- TASK GOAL
Your answer is the lines below, exactly, from the one that contains "use std::time::Duration;" through the one that contains "is called with", both included.

- DATA UNDER STUDY
►

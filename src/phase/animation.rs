//! What the engine hands back to the presentation layer.

use serde::{Deserialize, Serialize};
use std::time::Duration;

use super::state::AnimationTicket;
use crate::core::{MoveKind, PhaseKind, Tile, UnitId};
use crate::rules::GameResult;

/// Request to animate a committed action.
///
/// The board already reflects the action when this is issued. The engine
/// will not advance until [`Engine::on_animation_complete`](super::Engine::on_animation_complete)
/// is called with `ticket` and `to`.
#[derive(Clone, Debug, PartialEq, Eq, Serialize, Deserialize)]
pub struct Animation {
    /// Hand this back on completion.
    pub ticket: AnimationTicket,
    /// The acting unit.
    pub unit: UnitId,
    /// Start tile.
    pub from: Tile,
    /// End tile.
    pub to: Tile,
    /// Move or attack.
    pub kind: MoveKind,
    /// Unit destroyed by the action, already gone from the board.
    pub captured: Option<UnitId>,
    /// Wait this long after the animation before signalling completion.
    pub pause_after: Duration,
}

/// Result of feeding one input to the engine.
#[derive(Clone, Debug, PartialEq, Eq, Serialize, Deserialize)]
pub struct Step {
    /// Phase after the input was handled.
    pub phase: PhaseKind,
    /// At most one animation to play.
    pub animation: Option<Animation>,
    /// Set once the match is decided.
    pub outcome: Option<GameResult>,
}

impl Step {
    /// Whether the match is over.
    #[must_use]
    pub fn is_over(&self) -> bool {
        self.outcome.is_some()
    }
}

◄

- WRITTEN RESPONSE
use std::time::Duration;

use super::state::AnimationTicket;
use crate::core::{MoveKind, PhaseKind, Tile, UnitId};
use crate::rules::GameResult;

/// Request to animate a committed action.
///
/// The board already reflects the action when this is issued. The engine
/// will not advance until [`Engine::on_animation_complete`](super::Engine::on_animation_complete)
/// is called with `ticket` and `to`.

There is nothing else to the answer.